Dataset extract »
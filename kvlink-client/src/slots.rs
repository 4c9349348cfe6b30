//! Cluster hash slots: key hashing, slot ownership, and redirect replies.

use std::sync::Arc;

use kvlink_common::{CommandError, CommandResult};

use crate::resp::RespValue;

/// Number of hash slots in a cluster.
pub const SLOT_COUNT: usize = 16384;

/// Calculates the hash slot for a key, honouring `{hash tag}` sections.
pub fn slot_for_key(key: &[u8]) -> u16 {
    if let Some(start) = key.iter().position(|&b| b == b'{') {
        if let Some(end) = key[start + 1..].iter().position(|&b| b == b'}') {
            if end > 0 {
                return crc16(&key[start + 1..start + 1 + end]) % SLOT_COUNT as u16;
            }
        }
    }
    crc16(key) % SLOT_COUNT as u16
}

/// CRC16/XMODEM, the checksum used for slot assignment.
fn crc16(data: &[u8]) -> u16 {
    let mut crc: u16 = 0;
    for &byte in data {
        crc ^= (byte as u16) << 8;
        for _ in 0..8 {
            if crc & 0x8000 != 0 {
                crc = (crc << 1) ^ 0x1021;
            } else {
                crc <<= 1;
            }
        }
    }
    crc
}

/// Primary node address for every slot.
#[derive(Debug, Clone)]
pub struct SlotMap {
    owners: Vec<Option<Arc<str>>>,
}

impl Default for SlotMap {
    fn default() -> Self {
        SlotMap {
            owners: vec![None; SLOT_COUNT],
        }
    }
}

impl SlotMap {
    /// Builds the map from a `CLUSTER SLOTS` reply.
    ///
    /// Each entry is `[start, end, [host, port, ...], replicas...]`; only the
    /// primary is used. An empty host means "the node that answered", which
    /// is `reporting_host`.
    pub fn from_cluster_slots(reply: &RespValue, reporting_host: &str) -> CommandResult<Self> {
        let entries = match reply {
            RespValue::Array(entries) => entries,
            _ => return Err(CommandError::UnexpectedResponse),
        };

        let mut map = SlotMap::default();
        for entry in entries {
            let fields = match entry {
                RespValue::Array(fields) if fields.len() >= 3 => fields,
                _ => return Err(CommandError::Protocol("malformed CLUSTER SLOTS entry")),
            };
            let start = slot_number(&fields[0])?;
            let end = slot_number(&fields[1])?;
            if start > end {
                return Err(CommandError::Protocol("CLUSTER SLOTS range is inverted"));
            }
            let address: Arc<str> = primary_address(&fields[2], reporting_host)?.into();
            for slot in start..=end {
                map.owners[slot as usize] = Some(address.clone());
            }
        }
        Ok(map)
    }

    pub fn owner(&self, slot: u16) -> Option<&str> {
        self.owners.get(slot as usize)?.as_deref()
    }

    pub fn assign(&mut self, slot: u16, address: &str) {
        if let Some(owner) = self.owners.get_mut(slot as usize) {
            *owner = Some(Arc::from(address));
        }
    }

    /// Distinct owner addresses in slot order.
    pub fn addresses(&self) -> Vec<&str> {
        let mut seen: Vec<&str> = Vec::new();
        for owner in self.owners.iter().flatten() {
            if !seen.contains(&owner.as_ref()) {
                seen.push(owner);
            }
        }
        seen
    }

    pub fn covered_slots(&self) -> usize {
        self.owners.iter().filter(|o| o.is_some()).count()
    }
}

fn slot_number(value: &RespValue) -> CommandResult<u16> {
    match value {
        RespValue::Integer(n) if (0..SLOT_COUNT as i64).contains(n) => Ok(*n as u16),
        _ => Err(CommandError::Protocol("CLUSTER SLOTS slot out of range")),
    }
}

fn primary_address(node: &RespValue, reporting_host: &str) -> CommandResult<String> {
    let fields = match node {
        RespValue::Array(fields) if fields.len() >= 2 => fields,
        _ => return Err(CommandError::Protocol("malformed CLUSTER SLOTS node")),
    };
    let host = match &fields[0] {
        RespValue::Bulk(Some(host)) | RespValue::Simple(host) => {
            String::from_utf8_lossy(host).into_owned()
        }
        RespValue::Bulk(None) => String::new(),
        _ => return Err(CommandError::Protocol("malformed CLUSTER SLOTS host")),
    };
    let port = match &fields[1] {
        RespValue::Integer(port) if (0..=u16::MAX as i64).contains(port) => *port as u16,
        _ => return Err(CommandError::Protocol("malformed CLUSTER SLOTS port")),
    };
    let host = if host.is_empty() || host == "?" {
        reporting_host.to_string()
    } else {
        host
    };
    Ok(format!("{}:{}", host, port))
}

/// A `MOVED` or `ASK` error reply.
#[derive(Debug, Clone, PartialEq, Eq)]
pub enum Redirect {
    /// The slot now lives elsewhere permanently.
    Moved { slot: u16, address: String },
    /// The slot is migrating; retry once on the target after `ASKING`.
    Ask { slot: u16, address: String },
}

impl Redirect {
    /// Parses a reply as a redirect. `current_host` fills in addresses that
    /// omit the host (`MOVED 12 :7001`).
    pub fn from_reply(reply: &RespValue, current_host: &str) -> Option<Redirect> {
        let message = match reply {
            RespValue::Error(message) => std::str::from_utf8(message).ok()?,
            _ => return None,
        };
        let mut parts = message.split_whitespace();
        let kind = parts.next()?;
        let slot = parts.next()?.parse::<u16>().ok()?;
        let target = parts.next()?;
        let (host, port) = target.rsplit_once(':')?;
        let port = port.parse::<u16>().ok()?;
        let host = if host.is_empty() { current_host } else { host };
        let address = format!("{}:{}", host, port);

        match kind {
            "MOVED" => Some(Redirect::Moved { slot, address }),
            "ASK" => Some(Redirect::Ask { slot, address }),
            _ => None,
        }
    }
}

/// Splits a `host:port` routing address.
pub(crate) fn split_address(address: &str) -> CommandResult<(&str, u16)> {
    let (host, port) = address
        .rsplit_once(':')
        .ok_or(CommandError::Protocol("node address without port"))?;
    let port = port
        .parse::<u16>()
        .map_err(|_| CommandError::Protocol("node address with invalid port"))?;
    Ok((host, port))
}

Exercise description » Find and copy each line above that includes the string "addresses".

Finished task »
    /// Distinct owner addresses in slot order.
    pub fn addresses(&self) -> Vec<&str> {
    /// Parses a reply as a redirect. `current_host` fills in addresses that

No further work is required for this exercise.